╭──
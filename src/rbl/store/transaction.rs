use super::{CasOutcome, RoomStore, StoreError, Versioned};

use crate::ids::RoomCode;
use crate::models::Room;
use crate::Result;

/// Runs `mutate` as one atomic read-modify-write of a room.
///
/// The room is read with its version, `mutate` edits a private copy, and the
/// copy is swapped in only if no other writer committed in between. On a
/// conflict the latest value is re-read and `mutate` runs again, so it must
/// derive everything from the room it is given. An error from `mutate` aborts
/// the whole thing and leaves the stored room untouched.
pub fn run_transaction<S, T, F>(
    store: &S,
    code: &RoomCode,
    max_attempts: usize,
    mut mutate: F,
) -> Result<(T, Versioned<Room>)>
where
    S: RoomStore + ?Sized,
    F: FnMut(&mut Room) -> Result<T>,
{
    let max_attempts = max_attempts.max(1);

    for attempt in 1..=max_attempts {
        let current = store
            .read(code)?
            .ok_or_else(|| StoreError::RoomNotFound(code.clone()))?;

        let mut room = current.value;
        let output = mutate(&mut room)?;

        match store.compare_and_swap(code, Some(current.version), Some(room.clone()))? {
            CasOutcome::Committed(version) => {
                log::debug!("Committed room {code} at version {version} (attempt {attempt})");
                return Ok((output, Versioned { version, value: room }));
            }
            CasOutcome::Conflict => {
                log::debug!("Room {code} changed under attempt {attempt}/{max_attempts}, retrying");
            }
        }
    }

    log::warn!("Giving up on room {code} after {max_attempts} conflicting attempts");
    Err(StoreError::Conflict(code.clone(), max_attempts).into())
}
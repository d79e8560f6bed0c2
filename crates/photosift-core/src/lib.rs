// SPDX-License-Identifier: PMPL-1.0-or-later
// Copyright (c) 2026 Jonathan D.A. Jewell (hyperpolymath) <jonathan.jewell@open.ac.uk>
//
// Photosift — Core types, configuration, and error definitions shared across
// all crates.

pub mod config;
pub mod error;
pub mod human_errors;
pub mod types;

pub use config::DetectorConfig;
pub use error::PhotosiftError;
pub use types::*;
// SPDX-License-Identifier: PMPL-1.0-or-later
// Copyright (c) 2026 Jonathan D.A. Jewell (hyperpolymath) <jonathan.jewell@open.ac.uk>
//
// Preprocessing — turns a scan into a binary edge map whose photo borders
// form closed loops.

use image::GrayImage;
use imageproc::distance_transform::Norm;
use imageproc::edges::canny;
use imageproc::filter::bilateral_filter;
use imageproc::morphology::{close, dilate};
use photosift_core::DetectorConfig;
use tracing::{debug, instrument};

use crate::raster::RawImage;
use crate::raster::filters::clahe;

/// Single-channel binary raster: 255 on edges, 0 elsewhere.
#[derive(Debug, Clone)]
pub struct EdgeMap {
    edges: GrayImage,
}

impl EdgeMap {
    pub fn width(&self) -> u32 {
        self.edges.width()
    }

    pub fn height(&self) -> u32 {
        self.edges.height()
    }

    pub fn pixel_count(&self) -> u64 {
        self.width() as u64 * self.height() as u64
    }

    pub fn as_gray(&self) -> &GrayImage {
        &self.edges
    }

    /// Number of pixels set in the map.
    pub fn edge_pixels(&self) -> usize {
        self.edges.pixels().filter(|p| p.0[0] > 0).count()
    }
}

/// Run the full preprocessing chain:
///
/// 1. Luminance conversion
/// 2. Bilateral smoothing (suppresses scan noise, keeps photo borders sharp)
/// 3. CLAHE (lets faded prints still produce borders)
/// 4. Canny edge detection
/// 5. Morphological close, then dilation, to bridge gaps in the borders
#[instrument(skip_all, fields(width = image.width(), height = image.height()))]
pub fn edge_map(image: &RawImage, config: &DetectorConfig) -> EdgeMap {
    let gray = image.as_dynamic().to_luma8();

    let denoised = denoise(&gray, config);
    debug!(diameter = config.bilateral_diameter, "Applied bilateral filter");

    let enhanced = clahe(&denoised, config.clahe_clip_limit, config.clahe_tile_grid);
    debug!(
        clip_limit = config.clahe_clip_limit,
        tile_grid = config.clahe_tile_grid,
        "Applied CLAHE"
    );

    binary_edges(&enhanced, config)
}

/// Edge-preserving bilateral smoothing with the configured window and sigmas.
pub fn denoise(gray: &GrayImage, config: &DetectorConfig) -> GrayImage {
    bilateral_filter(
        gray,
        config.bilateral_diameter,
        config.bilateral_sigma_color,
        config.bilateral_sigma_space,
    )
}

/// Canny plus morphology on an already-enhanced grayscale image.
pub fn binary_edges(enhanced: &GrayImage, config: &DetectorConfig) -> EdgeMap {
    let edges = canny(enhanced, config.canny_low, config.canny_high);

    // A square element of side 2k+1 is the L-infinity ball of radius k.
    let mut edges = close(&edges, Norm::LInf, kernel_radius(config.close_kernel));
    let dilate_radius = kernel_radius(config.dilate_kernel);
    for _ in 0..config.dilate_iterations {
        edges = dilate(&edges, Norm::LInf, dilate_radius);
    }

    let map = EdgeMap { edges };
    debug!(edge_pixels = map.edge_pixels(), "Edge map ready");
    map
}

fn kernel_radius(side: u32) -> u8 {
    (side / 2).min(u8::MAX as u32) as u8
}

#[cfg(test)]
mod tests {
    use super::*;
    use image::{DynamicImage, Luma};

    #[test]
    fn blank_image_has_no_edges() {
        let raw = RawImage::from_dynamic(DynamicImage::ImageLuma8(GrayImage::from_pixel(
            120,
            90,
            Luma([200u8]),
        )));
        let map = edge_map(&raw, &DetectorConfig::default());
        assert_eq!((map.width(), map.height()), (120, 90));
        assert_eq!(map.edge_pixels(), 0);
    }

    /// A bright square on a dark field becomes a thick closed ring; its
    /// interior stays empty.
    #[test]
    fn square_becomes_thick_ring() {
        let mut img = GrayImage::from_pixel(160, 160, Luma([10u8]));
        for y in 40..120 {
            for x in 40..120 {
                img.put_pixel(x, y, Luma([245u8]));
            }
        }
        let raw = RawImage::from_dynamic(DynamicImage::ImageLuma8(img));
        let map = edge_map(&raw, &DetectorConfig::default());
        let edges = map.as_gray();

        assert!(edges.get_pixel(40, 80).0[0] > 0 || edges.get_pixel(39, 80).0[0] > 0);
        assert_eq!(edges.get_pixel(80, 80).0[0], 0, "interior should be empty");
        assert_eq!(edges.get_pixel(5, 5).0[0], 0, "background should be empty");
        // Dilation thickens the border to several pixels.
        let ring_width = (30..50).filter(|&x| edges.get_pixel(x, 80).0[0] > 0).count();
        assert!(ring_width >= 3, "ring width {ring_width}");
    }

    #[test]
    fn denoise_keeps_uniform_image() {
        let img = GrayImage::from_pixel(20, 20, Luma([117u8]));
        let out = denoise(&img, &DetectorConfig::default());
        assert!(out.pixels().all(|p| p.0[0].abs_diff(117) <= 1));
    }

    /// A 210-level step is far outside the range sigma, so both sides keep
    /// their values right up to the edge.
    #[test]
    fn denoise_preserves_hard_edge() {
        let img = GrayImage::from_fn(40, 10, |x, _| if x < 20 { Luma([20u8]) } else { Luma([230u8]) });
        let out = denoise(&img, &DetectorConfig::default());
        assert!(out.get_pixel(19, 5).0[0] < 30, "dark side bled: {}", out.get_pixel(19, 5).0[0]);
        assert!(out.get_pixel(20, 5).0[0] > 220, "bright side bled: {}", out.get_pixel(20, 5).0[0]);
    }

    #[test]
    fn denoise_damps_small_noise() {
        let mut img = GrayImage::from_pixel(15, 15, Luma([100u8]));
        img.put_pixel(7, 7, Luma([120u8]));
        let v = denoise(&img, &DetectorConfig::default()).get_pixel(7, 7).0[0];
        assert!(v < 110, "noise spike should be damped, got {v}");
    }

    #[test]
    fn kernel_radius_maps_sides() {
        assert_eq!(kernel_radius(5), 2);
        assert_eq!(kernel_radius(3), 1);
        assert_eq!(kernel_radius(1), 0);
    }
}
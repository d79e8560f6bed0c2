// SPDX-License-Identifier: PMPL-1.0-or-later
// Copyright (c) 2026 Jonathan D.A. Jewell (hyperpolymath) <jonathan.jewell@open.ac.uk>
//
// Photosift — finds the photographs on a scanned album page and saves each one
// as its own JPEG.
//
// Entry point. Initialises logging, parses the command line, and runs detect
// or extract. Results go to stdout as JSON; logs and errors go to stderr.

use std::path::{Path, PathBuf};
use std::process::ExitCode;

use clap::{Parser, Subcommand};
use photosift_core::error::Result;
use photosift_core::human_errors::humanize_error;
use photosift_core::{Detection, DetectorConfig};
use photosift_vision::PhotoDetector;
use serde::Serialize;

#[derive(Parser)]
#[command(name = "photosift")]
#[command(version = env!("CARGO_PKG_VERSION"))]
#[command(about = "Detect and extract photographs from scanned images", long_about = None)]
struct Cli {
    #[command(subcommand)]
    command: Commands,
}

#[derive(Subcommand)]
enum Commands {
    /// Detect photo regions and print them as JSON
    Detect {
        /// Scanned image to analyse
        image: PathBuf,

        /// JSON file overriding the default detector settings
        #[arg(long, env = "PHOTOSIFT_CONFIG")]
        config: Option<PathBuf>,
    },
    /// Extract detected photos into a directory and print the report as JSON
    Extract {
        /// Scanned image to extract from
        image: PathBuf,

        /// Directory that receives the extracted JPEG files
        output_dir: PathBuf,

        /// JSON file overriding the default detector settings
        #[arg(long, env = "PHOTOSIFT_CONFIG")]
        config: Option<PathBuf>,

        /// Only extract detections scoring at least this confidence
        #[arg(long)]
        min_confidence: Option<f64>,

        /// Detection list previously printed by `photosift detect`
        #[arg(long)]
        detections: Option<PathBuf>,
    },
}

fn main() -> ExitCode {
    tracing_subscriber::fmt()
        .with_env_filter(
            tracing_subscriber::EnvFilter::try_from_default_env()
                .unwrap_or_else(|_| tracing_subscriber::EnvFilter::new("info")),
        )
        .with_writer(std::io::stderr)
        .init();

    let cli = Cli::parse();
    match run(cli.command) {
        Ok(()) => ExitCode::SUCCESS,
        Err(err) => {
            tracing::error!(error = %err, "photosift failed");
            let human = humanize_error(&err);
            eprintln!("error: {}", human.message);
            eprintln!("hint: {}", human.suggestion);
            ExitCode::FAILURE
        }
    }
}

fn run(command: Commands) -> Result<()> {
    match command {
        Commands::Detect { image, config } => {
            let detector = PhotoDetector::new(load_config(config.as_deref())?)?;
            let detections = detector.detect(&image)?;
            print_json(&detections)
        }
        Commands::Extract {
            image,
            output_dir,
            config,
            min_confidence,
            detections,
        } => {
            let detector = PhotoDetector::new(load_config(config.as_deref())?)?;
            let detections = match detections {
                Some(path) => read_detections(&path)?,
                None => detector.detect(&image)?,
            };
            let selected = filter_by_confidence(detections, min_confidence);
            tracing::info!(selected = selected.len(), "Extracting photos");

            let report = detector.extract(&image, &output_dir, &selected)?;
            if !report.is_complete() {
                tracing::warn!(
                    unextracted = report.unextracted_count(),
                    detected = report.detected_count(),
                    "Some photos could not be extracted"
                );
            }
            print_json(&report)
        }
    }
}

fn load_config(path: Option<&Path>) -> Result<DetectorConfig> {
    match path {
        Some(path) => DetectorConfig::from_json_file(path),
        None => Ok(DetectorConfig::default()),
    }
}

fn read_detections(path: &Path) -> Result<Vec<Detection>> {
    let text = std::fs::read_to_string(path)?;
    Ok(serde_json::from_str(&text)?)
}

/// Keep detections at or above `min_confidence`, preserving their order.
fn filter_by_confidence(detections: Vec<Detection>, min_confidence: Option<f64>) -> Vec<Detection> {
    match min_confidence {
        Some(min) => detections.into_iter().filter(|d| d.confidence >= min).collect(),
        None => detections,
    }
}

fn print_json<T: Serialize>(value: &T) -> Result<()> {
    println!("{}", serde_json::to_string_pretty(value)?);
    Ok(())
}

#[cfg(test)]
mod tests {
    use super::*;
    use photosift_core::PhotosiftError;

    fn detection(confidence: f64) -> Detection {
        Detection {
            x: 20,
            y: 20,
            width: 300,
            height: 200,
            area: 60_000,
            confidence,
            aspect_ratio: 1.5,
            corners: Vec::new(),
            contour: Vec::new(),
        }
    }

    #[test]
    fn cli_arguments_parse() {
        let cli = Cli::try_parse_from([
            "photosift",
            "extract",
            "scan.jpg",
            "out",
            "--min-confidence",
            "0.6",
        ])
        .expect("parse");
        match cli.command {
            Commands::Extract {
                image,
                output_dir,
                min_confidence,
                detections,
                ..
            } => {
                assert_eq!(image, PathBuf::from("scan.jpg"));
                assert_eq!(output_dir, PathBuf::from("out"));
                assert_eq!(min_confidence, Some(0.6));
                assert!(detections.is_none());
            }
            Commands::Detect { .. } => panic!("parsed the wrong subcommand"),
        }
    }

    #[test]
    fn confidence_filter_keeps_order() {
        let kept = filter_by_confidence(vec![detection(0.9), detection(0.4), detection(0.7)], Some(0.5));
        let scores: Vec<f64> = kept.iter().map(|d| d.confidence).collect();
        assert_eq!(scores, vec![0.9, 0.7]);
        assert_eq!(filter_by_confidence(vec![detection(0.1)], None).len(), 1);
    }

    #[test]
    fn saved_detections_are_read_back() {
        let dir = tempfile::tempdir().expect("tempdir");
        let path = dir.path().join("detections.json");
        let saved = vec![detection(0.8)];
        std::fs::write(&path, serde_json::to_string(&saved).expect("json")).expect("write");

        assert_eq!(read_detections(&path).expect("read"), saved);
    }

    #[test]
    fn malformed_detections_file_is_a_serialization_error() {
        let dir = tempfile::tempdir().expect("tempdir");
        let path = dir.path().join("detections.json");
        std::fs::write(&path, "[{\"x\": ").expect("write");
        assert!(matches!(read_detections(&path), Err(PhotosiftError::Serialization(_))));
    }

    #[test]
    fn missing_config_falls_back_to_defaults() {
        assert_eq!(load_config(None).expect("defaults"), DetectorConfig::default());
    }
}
╰──
**WORK REQUIRED:**
Which lines above hold the string "borders"? Show each of them.

**TASK SOLUTION:**
// Preprocessing — turns a scan into a binary edge map whose photo borders
/// 2. Bilateral smoothing (suppresses scan noise, keeps photo borders sharp)
/// 3. CLAHE (lets faded prints still produce borders)
/// 5. Morphological close, then dilation, to bridge gaps in the borders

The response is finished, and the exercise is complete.